The LwM2M way of updating firmware OTA
LwM2M is OMA SpecWork’s response to the ever-growing need for faster, easier and more power-efficient communication. LwM2M is an application-layer communication standard which enables embedded developers to accelerate IoT application development. Rather than implementing communication protocols, security standards or device management functionality, developers can use one of the available (open source) LwM2M Clients which come with all necessary features for building a secure, scalable and interoperable IoT solution.
The LwM2M standard defines a client-server architecture, communication semantics and device management mechanisms including firmware updates over the air. The efficient data format makes it well suited for resource-constrained IoT devices such as low-power microcontrollers using cellular connections.
To realize interoperability, LwM2M uses standardized Objects to represent configurations (e.g., preferred radio technology, security implementation), functionalities (connectivity monitoring, FOTA), and peripherals (temperature, humidity, GPS). No matter the hardware or firmware used, as long as the LwM2M Server knows what Objects the device supports, it can process the data and manage the device remotely.
Popular LwM2M Clients which are built on top of Zephyr are the Zephyr LwM2M Client (maintained by the Zephyr Project) and Anjay (maintained by AVSystem). Both Clients support OTA firmware updates as dictated by the LwM2M specifications.
Firmware update process
Generally speaking, the LwM2M firmware update process consists of four steps:
- The IoT device (referred to as the LwM2M Client) is triggered to initiate the firmware update process.

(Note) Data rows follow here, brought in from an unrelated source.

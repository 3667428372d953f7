//! File-backed token store
//!
//! Keeps the session map in memory and mirrors every write to a JSON file.
//! Writes go through a temp file + rename so a crash never leaves a
//! truncated file behind, and the file is restricted to 0600 on unix since
//! it holds bearer tokens.

use std::collections::HashMap;
use std::path::{Path, PathBuf};
use std::sync::Mutex;

use tracing::{debug, info};

use crate::error::{Error, Result};
use crate::store::TokenStore;

/// `TokenStore` persisted to a JSON object file.
pub struct FileStore {
    path: PathBuf,
    state: Mutex<HashMap<String, String>>,
}

impl FileStore {
    /// Open the store at `path`.
    ///
    /// A missing file is created as `{}`; an unreadable or malformed one is
    /// a storage error.
    pub fn open(path: impl Into<PathBuf>) -> Result<Self> {
        let path = path.into();
        let state = if path.exists() {
            let contents = std::fs::read_to_string(&path)
                .map_err(|e| Error::Storage(format!("reading token file: {e}")))?;
            let values: HashMap<String, String> = serde_json::from_str(&contents)
                .map_err(|e| Error::Storage(format!("parsing token file: {e}")))?;
            info!(path = %path.display(), keys = values.len(), "loaded token file");
            values
        } else {
            info!(path = %path.display(), "token file not found, starting empty");
            let values = HashMap::new();
            write_atomic(&path, &values)?;
            values
        };

        Ok(Self {
            path,
            state: Mutex::new(state),
        })
    }

    pub fn path(&self) -> &Path {
        &self.path
    }
}

impl TokenStore for FileStore {
    fn get(&self, key: &str) -> Option<String> {
        self.state
            .lock()
            .unwrap_or_else(|e| e.into_inner())
            .get(key)
            .cloned()
    }

    fn set(&self, key: &str, value: String) -> Result<()> {
        let mut state = self.state.lock().unwrap_or_else(|e| e.into_inner());
        // Memory only changes once the file holds the new value
        let mut next = state.clone();
        next.insert(key.to_owned(), value);
        write_atomic(&self.path, &next)?;
        *state = next;
        debug!(key, "token file value stored");
        Ok(())
    }
}

fn write_atomic(path: &Path, data: &HashMap<String, String>) -> Result<()> {
    let json = serde_json::to_string_pretty(data)
        .map_err(|e| Error::Storage(format!("serializing token file: {e}")))?;

    let dir = match path.parent() {
        Some(dir) if !dir.as_os_str().is_empty() => dir,
        _ => Path::new("."),
    };
    let file_name = path
        .file_name()
        .ok_or_else(|| Error::Storage("token file path has no file name".into()))?
        .to_string_lossy();
    let tmp_path = dir.join(format!(".{file_name}.tmp.{}", std::process::id()));

    std::fs::write(&tmp_path, json.as_bytes())
        .map_err(|e| Error::Storage(format!("writing temp token file: {e}")))?;

    #[cfg(unix)]
    {
        use std::os::unix::fs::PermissionsExt;
        std::fs::set_permissions(&tmp_path, std::fs::Permissions::from_mode(0o600))
            .map_err(|e| Error::Storage(format!("setting token file permissions: {e}")))?;
    }

    std::fs::rename(&tmp_path, path)
        .map_err(|e| Error::Storage(format!("renaming temp token file: {e}")))?;

    debug!(path = %path.display(), "persisted token file");
    Ok(())
}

- The LwM2M Client downloads the firmware and reports to the LwM2M Server when the download is finished.
- The LwM2M Client performs the firmware update after validating the integrity and authenticity of the new firmware which is done through a process called secure boot.
- The Client attempts to run the new firmware and reports the status to the Server. If succeeded, the device starts running the new firmware, if an error is encountered the device performs a rollback to the earlier firmware version.

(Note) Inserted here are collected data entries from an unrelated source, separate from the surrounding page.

//! Dissimilarity between two clades.

use std::collections::HashSet;

use clap::ValueEnum;
use fixedbitset::FixedBitSet;
use serde::Serialize;

use super::clade::{Clade, CladeCache, LeafAttr, LeafSet};
use super::DiffError;
use crate::tree::Tree;

/// Scores how different two clades are. Implementations are evaluated
/// concurrently and must not hold shared mutable state.
pub trait CladeMetric: Sync {
    /// Cost of matching `reference` with `target`, always non-negative
    fn distance(&self, reference: &Clade<'_>, target: &Clade<'_>) -> Result<f64, DiffError>;
}

impl<F> CladeMetric for F
where
    F: Fn(&Clade<'_>, &Clade<'_>) -> Result<f64, DiffError> + Sync,
{
    fn distance(&self, reference: &Clade<'_>, target: &Clade<'_>) -> Result<f64, DiffError> {
        self(reference, target)
    }
}

/// Built-in clade metrics
#[derive(Debug, Clone, Copy, Default, PartialEq, Eq, ValueEnum)]
pub enum DistanceMetric {
    /// Fraction of leaves missing from the larger clade
    #[default]
    Set,
    /// Normalized Robinson Foulds distance between the clades
    #[value(alias = "rf")]
    RobinsonFoulds,
    /// Set distance plus the pendant length difference of unmatched leaves
    SetBranch,
}

impl CladeMetric for DistanceMetric {
    fn distance(&self, reference: &Clade<'_>, target: &Clade<'_>) -> Result<f64, DiffError> {
        match self {
            Self::Set => set_distance(reference.leaves(), target.leaves()),
            Self::RobinsonFoulds => rf_distance(reference, target),
            Self::SetBranch => set_branch_distance(reference, target),
        }
    }
}

/// Computes `1 - |A ∩ B| / max(|A|, |B|)`
/// ```
/// use phylodiff::diff::{set_distance, LeafSet};
///
/// let a: LeafSet = ["L2", "L3"].into_iter().map(String::from).collect();
/// let b: LeafSet = ["L2", "L4"].into_iter().map(String::from).collect();
///
/// assert_eq!(set_distance(&a, &b).unwrap(), 0.5);
/// assert_eq!(set_distance(&a, &a).unwrap(), 0.0);
/// ```
pub fn set_distance(a: &LeafSet, b: &LeafSet) -> Result<f64, DiffError> {
    let largest = a.len().max(b.len());
    if largest == 0 {
        return Err(DiffError::DegenerateInput("both leaf sets are empty"));
    }
    let shared = a.intersection(b).count();

    Ok(1.0 - (shared as f64) / (largest as f64))
}

/// Set distance plus the absolute difference of pendant branch lengths
/// of the leaves found on one side only.
pub fn set_branch_distance(reference: &Clade<'_>, target: &Clade<'_>) -> Result<f64, DiffError> {
    let set = set_distance(reference.leaves(), target.leaves())?;
    let ref_only = reference.pendant_length_outside(target.leaves())?;
    let target_only = target.pendant_length_outside(reference.leaves())?;

    Ok(set + (ref_only - target_only).abs())
}

/// Normalized Robinson Foulds distance between two clades, restricted to their
/// shared leaves. The clade with more leaves is used as the reference and
/// ties keep the given order. Fewer than 2 shared leaves give a distance of 1.
pub fn rf_distance(a: &Clade<'_>, b: &Clade<'_>) -> Result<f64, DiffError> {
    if a.leaves().intersection(b.leaves()).count() < 2 {
        return Ok(1.0);
    }
    let (reference, target) = if b.len() > a.len() { (b, a) } else { (a, b) };

    Ok(clade_robinson_foulds(reference, target)?.normalized())
}

/// Raw Robinson Foulds distance with its maximal value
#[derive(Debug, Clone, Copy, PartialEq, Eq, Serialize)]
pub struct RobinsonFoulds {
    /// Number of clusters found in only one of the trees
    pub rf: usize,
    /// Number of non trivial clusters in both trees
    pub rf_max: usize,
}

impl RobinsonFoulds {
    /// `rf / rf_max`, 0 when there are no comparable clusters
    pub fn normalized(&self) -> f64 {
        if self.rf_max == 0 {
            0.0
        } else {
            self.rf as f64 / self.rf_max as f64
        }
    }
}

type Cluster = FixedBitSet;

/// Non trivial clusters of a clade restricted to shared leaves.
/// Singletons and the full shared set are present on both sides and left out.
fn clusters(clade: &Clade<'_>, shared: &[&String]) -> Result<HashSet<Cluster>, DiffError> {
    let mut clusters = HashSet::new();
    for leaves in clade.nested_leaf_sets()? {
        let mut bitset = FixedBitSet::with_capacity(shared.len());
        for leaf in leaves.iter() {
            if let Ok(index) = shared.binary_search(&leaf) {
                bitset.insert(index);
            }
        }
        let size = bitset.count_ones(..);
        if size > 1 && size < shared.len() {
            clusters.insert(bitset);
        }
    }

    Ok(clusters)
}

/// Computes the Robinson Foulds distance between the subtrees of two clades,
/// both pruned to the leaves they share.
pub fn clade_robinson_foulds(
    reference: &Clade<'_>,
    target: &Clade<'_>,
) -> Result<RobinsonFoulds, DiffError> {
    let shared: Vec<_> = reference.leaves().intersection(target.leaves()).collect();

    let clusters_r = clusters(reference, &shared)?;
    let clusters_t = clusters(target, &shared)?;

    let common = clusters_r.intersection(&clusters_t).count();
    let rf = clusters_r.len() + clusters_t.len() - 2 * common;

    Ok(RobinsonFoulds {
        rf,
        rf_max: clusters_r.len() + clusters_t.len(),
    })
}

/// Robinson Foulds distance between two whole trees on their shared leaves
/// ```
/// use phylodiff::diff::{robinson_foulds, LeafAttr};
/// use phylodiff::tree::Tree;
///
/// let a = Tree::from_newick("((A,B),(C,D),E);").unwrap();
/// let b = Tree::from_newick("((A,C),(B,D),E);").unwrap();
/// let rf = robinson_foulds(&a, &b, &LeafAttr::Name, &LeafAttr::Name).unwrap();
///
/// assert_eq!(rf.rf, 4);
/// assert_eq!(rf.rf_max, 4);
/// ```
pub fn robinson_foulds(
    reference: &Tree,
    target: &Tree,
    ref_attr: &LeafAttr,
    target_attr: &LeafAttr,
) -> Result<RobinsonFoulds, DiffError> {
    let ref_cache = CladeCache::build(reference, ref_attr.clone())?;
    let target_cache = CladeCache::build(target, target_attr.clone())?;

    clade_robinson_foulds(&ref_cache.root_clade(), &target_cache.root_clade())
}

This procedure is defined in detail in the LwM2M specifications (see LwM2M specifications). To add firmware update capabilities to a device, the Firmware Update Object /5 needs to be implemented containing all essential functionalities for conducting the update and reporting the status. Several LwM2M Clients natively support this Firmware Update Object, including AVSystem’s Anjay and Zephyr’s LwM2M Client.
Downloading new firmware
The LwM2M standard defines two methods to perform a firmware update, allowing either the Server or the Client to decide on the best moment to initiate the firmware download process.
The two methods are PULL and PUSH.
- PULL method: A device receives the location of the file that is to be downloaded and pulls the file from it.
- PUSH method: A LwM2M Server pushes the firmware file to the device.
In the PULL scenario, the LwM2M Server provides the device with the address of the server containing the firmware file known as the Package URI. The device subsequently downloads the firmware from the so-called firmware repository at the earliest available opportunity.
In the PUSH scenario, the LwM2M Server determines the moment to initiate the firmware download, ideally based on the connectivity conditions. The device must have access to information such as Radio Signal Strength and Link Quality to support such server-side decision making. These resources are available in the LwM2M Connectivity Monitoring Object /4.
Firmware Delivery Methods
Firmware Update Object
The FOTA process is defined in the Firmware Update Object /5. This Object defines the update process using four states, as well as multiple update results representing the most common outcomes of the firmware update process.
Learn more about the Firmware Update Object on the OMA LwM2M Object and Resource Registry.
Firmware Update Process
Demonstration using the Zephyr’s LwM2M Client
Using Zephyr’s LwM2M Client, firmware can be updated over the air. In the below demonstration, new functionality is added to the Thingy:91 using LwM2M’s FOTA process.
Remote IoT device updates are essential for the long-term success of IoT applications. Software bugs and security vulnerabilities will be found when deploying devices in the field which should be operational for years. As physical access to devices is often impossible to realize, FOTA is required for each, if not all IoT deployments.
Updating firmware remotely poses some serious challenges. Devices are constrained in terms of (flash) memory, battery capacity and available bandwidth, and often use unstable connections to the cloud. The LwM2M standard proposes a method to update the firmware of resource-constrained IoT devices. Through a structured approach with standardized states and error codes, developers can be assured that new firmware images can be safely sent to their fleet of devices in the field, regardless of hardware vendor or cloud platform used.